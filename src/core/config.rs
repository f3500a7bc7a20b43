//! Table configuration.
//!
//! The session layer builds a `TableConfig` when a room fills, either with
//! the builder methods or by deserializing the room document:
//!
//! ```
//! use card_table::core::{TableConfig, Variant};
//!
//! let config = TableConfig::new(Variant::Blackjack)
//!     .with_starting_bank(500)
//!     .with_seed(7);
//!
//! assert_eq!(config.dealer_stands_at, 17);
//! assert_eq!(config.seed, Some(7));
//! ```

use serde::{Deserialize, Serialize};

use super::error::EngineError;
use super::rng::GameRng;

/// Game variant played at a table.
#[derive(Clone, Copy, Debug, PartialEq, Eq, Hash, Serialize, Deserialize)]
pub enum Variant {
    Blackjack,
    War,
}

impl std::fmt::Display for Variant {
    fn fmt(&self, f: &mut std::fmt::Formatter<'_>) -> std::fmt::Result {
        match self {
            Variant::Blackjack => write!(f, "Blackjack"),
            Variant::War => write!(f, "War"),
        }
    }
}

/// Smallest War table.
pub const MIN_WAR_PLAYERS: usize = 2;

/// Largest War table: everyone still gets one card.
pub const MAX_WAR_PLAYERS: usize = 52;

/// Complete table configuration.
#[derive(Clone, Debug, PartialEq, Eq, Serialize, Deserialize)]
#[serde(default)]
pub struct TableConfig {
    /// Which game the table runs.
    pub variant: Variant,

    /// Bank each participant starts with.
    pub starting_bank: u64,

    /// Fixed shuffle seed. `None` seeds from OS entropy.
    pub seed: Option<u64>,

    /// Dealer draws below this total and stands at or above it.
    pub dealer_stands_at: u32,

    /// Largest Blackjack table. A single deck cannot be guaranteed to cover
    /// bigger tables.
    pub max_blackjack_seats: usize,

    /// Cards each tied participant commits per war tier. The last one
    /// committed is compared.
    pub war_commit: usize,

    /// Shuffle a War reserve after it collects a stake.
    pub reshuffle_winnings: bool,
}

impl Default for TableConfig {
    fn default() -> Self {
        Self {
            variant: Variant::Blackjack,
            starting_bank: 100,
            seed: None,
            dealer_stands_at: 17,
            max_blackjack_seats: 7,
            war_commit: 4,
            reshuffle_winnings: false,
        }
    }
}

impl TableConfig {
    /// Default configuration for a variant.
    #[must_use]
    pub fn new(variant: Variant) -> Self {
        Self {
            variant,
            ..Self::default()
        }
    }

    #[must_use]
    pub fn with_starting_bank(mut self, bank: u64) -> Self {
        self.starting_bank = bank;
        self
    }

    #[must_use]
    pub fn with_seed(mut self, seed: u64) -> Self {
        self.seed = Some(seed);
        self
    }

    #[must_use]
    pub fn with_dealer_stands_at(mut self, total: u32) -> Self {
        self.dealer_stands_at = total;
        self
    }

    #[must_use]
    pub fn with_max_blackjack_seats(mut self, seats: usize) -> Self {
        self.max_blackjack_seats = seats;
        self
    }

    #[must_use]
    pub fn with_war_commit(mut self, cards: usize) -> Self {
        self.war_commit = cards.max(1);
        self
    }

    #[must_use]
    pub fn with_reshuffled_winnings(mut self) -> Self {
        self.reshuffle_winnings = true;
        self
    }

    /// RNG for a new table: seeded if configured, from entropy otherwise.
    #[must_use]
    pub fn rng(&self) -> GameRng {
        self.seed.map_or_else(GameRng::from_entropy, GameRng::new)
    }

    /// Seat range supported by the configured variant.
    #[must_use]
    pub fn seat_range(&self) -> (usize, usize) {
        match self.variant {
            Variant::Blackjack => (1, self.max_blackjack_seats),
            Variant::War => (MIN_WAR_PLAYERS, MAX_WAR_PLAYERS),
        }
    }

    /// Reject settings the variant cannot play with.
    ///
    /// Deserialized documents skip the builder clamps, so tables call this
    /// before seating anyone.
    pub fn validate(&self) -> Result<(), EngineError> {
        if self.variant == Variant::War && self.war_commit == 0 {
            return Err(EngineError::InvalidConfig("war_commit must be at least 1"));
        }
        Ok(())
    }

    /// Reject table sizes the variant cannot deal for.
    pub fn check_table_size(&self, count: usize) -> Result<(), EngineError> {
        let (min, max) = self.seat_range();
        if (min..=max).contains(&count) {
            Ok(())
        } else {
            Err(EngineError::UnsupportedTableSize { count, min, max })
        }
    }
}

----------

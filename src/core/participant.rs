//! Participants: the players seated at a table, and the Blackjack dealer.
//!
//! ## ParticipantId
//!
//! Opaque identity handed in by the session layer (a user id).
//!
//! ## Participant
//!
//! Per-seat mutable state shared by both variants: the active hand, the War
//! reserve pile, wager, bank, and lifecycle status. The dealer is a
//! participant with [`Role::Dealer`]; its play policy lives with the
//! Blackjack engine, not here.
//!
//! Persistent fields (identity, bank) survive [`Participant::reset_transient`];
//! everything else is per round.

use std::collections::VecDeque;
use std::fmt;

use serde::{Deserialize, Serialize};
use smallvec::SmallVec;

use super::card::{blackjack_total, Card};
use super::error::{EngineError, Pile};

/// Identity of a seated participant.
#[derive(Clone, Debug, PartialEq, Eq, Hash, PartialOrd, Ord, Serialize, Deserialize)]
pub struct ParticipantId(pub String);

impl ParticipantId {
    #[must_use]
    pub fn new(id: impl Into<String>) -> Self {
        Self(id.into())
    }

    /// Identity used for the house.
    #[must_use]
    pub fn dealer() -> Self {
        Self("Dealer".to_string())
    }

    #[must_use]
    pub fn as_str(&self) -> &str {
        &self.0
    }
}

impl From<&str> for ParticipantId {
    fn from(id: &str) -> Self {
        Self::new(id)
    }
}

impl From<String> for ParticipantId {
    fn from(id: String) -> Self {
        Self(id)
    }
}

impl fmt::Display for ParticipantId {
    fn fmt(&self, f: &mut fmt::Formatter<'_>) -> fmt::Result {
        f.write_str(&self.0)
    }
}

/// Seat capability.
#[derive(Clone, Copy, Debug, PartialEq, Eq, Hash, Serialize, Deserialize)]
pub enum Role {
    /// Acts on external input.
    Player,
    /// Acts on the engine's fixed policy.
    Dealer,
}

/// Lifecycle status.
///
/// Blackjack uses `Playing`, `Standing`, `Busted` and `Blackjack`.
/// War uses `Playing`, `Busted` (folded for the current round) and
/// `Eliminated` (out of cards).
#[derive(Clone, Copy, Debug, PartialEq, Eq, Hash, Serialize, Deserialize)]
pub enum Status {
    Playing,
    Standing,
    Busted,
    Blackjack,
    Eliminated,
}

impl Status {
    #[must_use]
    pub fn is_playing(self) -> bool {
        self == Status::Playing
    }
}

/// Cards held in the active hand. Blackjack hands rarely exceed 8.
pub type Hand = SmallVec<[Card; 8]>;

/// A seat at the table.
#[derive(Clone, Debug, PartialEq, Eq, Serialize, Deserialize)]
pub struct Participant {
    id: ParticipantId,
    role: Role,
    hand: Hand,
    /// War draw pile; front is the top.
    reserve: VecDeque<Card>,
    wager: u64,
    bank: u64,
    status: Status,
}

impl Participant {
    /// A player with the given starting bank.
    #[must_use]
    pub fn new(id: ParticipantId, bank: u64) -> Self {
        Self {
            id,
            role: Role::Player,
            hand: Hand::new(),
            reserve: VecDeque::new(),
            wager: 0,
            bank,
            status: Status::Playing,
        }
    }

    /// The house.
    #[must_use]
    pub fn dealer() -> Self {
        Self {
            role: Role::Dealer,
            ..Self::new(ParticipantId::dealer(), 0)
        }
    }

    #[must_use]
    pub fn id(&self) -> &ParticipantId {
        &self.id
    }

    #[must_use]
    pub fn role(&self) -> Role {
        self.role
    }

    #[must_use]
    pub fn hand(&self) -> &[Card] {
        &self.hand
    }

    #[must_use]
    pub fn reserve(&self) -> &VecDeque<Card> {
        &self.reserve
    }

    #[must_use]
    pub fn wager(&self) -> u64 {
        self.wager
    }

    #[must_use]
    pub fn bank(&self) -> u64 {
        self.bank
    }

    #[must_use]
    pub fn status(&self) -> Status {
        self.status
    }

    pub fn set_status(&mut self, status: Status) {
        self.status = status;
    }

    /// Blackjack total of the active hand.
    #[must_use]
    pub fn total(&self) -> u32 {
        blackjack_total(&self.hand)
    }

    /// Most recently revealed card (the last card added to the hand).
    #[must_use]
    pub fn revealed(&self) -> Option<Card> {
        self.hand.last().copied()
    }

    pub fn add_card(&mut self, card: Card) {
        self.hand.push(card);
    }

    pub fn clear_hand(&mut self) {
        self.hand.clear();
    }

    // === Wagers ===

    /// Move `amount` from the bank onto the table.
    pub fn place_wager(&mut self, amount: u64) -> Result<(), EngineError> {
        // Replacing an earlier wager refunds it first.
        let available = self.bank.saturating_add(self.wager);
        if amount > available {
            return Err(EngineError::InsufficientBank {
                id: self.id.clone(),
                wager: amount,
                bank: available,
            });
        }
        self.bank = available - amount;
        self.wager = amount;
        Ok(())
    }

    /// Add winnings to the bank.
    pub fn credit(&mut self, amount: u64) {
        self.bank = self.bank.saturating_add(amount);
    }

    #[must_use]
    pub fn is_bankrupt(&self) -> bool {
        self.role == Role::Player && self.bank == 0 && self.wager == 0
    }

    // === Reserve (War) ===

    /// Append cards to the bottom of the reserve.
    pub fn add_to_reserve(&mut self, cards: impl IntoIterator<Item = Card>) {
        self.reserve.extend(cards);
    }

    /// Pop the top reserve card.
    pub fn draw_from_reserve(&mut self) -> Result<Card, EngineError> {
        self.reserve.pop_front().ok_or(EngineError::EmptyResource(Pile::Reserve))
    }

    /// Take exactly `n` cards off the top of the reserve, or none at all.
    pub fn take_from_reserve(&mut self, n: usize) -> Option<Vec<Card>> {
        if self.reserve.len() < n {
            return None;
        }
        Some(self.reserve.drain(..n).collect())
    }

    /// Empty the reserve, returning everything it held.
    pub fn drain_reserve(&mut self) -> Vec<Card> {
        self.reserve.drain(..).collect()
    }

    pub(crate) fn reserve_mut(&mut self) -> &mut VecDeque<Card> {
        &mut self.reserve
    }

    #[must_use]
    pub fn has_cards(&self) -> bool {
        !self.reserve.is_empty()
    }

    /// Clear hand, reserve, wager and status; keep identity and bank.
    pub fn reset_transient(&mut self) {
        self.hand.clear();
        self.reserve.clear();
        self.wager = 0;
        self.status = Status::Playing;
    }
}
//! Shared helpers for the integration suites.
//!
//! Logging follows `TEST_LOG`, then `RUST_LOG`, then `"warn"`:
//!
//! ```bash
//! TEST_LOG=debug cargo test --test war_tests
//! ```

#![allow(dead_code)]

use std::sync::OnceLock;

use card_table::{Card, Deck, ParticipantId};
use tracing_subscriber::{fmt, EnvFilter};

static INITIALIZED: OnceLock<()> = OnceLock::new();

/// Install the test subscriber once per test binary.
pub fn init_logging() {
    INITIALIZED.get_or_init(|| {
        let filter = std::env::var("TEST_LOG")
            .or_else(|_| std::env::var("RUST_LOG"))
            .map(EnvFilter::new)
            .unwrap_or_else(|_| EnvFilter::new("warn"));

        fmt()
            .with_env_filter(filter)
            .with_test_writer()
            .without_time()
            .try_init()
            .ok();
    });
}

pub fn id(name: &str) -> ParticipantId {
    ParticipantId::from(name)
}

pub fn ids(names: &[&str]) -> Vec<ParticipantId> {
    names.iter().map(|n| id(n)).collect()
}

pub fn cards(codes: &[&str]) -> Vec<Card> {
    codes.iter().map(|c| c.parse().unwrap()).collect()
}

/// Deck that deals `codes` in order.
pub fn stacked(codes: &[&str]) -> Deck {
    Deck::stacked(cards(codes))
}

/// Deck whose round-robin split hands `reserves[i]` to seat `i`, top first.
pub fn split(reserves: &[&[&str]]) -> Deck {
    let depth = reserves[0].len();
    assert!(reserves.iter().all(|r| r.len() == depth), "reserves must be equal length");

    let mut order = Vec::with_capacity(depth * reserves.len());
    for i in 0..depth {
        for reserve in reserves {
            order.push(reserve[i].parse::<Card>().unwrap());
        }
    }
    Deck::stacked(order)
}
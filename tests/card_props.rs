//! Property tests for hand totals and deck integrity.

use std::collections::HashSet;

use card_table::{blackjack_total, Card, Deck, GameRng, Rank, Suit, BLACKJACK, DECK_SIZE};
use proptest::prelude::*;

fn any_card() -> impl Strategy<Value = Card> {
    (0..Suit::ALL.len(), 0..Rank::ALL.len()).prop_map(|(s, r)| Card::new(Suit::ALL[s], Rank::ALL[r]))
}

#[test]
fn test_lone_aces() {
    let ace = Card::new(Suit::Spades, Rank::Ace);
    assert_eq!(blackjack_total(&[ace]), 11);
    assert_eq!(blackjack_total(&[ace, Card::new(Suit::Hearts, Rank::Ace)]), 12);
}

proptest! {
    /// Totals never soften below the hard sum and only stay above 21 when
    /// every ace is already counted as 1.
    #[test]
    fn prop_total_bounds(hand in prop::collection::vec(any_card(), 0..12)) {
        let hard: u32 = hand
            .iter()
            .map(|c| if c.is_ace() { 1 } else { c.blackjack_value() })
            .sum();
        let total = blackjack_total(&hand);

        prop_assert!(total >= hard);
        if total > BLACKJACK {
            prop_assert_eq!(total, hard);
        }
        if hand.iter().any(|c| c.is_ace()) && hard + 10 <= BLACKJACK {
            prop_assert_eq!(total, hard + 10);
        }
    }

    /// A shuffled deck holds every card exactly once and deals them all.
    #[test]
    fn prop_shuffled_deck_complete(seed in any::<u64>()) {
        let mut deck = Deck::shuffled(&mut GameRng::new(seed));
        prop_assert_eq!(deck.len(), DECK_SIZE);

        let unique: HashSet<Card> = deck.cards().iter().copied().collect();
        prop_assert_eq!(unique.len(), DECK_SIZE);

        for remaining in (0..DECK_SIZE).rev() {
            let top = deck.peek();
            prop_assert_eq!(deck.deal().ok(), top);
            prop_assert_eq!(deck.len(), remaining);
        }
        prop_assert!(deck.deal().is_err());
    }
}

----------

◆ Aim of the exercise ◆
Copy every line of the records above that holds the word "below".

◆ Response area ◆
    /// Dealer draws below this total and stands at or above it.
    /// Totals never soften below the hard sum and only stay above 21 when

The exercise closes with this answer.